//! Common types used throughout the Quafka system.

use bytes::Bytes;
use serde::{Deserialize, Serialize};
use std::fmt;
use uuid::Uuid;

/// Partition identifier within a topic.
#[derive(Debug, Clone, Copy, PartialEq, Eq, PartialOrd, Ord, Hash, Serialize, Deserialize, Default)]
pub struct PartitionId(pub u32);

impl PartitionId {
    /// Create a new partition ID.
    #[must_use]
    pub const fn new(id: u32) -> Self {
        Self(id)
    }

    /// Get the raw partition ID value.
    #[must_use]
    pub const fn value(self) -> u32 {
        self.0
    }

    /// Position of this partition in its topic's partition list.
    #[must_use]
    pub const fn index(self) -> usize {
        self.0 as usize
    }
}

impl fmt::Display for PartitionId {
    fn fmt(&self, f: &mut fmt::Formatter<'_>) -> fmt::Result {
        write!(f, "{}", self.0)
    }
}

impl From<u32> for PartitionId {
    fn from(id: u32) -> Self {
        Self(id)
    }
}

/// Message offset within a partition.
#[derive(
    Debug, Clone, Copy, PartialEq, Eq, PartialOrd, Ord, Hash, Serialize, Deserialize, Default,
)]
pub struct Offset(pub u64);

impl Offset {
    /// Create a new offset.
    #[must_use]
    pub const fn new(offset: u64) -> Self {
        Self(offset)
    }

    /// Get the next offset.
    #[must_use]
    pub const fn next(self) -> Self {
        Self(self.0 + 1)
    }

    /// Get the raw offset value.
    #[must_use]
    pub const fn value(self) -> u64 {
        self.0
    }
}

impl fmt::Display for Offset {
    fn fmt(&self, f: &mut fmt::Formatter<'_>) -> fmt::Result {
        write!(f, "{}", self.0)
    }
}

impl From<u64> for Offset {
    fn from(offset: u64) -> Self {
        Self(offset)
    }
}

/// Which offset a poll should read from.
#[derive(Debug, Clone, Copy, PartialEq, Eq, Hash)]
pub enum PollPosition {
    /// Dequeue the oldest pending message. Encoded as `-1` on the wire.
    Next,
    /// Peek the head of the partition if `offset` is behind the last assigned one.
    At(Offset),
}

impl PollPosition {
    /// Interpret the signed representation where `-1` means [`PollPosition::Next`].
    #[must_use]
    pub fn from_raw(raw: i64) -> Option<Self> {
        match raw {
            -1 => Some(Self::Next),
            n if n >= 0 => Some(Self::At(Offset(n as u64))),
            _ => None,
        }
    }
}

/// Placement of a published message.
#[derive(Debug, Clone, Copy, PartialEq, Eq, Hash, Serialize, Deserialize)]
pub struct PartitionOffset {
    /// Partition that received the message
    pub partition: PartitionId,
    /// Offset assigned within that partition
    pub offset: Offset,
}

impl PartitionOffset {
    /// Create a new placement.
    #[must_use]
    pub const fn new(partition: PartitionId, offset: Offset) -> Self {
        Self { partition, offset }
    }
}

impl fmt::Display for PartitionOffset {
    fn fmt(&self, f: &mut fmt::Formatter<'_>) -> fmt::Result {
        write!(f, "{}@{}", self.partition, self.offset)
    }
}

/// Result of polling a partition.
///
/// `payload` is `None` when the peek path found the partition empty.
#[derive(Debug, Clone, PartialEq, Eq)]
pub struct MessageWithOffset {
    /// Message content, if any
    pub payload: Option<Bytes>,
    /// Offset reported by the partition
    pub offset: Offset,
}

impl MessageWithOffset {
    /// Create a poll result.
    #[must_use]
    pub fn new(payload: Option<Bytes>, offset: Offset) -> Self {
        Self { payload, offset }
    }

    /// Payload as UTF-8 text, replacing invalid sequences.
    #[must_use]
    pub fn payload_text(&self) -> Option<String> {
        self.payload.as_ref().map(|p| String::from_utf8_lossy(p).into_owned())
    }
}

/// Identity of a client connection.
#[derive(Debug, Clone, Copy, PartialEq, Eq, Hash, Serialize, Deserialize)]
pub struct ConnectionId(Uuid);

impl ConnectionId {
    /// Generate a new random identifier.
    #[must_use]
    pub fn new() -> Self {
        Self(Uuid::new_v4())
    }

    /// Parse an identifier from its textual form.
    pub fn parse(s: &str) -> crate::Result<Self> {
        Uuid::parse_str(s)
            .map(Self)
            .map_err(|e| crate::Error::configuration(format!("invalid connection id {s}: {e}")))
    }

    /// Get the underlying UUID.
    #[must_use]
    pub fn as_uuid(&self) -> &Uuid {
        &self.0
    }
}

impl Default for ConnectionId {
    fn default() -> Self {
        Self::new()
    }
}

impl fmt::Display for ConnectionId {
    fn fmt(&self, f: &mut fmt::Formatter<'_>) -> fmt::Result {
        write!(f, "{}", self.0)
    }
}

══════════════════════════════

**What you will do:**
Output each line of the records above exactly.

**Response below:**
//! Common types used throughout the Quafka system.

use bytes::Bytes;
use serde::{Deserialize, Serialize};
use std::fmt;
use uuid::Uuid;

/// Partition identifier within a topic.
#[derive(Debug, Clone, Copy, PartialEq, Eq, PartialOrd, Ord, Hash, Serialize, Deserialize, Default)]
pub struct PartitionId(pub u32);

impl PartitionId {
    /// Create a new partition ID.
    #[must_use]
    pub const fn new(id: u32) -> Self {
        Self(id)
    }

    /// Get the raw partition ID value.
    #[must_use]
    pub const fn value(self) -> u32 {
        self.0
    }

    /// Position of this partition in its topic's partition list.
    #[must_use]
    pub const fn index(self) -> usize {
        self.0 as usize
    }
}

impl fmt::Display for PartitionId {
    fn fmt(&self, f: &mut fmt::Formatter<'_>) -> fmt::Result {
        write!(f, "{}", self.0)
    }
}

impl From<u32> for PartitionId {
    fn from(id: u32) -> Self {
        Self(id)
    }
}

/// Message offset within a partition.
#[derive(
    Debug, Clone, Copy, PartialEq, Eq, PartialOrd, Ord, Hash, Serialize, Deserialize, Default,
)]
pub struct Offset(pub u64);

impl Offset {
    /// Create a new offset.
    #[must_use]
    pub const fn new(offset: u64) -> Self {
        Self(offset)
    }

    /// Get the next offset.
    #[must_use]
    pub const fn next(self) -> Self {
        Self(self.0 + 1)
    }

    /// Get the raw offset value.
    #[must_use]
    pub const fn value(self) -> u64 {
        self.0
    }
}

impl fmt::Display for Offset {
    fn fmt(&self, f: &mut fmt::Formatter<'_>) -> fmt::Result {
        write!(f, "{}", self.0)
    }
}

impl From<u64> for Offset {
    fn from(offset: u64) -> Self {
        Self(offset)
    }
}

/// Which offset a poll should read from.
#[derive(Debug, Clone, Copy, PartialEq, Eq, Hash)]
pub enum PollPosition {
    /// Dequeue the oldest pending message. Encoded as `-1` on the wire.
    Next,
    /// Peek the head of the partition if `offset` is behind the last assigned one.
    At(Offset),
}

impl PollPosition {
    /// Interpret the signed representation where `-1` means [`PollPosition::Next`].
    #[must_use]
    pub fn from_raw(raw: i64) -> Option<Self> {
        match raw {
            -1 => Some(Self::Next),
            n if n >= 0 => Some(Self::At(Offset(n as u64))),
            _ => None,
        }
    }
}

/// Placement of a published message.
#[derive(Debug, Clone, Copy, PartialEq, Eq, Hash, Serialize, Deserialize)]
pub struct PartitionOffset {
    /// Partition that received the message
    pub partition: PartitionId,
    /// Offset assigned within that partition
    pub offset: Offset,
}

impl PartitionOffset {
    /// Create a new placement.
    #[must_use]
    pub const fn new(partition: PartitionId, offset: Offset) -> Self {
        Self { partition, offset }
    }
}

impl fmt::Display for PartitionOffset {
    fn fmt(&self, f: &mut fmt::Formatter<'_>) -> fmt::Result {
        write!(f, "{}@{}", self.partition, self.offset)
    }
}

/// Result of polling a partition.
///
/// `payload` is `None` when the peek path found the partition empty.
#[derive(Debug, Clone, PartialEq, Eq)]
pub struct MessageWithOffset {
    /// Message content, if any
    pub payload: Option<Bytes>,
    /// Offset reported by the partition
    pub offset: Offset,
}

impl MessageWithOffset {
    /// Create a poll result.
    #[must_use]
    pub fn new(payload: Option<Bytes>, offset: Offset) -> Self {
        Self { payload, offset }
    }

    /// Payload as UTF-8 text, replacing invalid sequences.
    #[must_use]
    pub fn payload_text(&self) -> Option<String> {
        self.payload.as_ref().map(|p| String::from_utf8_lossy(p).into_owned())
    }
}

/// Identity of a client connection.
#[derive(Debug, Clone, Copy, PartialEq, Eq, Hash, Serialize, Deserialize)]
pub struct ConnectionId(Uuid);

impl ConnectionId {
    /// Generate a new random identifier.
    #[must_use]
    pub fn new() -> Self {
        Self(Uuid::new_v4())
    }

    /// Parse an identifier from its textual form.
    pub fn parse(s: &str) -> crate::Result<Self> {
        Uuid::parse_str(s)
            .map(Self)
            .map_err(|e| crate::Error::configuration(format!("invalid connection id {s}: {e}")))
    }

    /// Get the underlying UUID.
    #[must_use]
    pub fn as_uuid(&self) -> &Uuid {
        &self.0
    }
}

impl Default for ConnectionId {
    fn default() -> Self {
        Self::new()
    }
}

impl fmt::Display for ConnectionId {
    fn fmt(&self, f: &mut fmt::Formatter<'_>) -> fmt::Result {
        write!(f, "{}", self.0)
    }
}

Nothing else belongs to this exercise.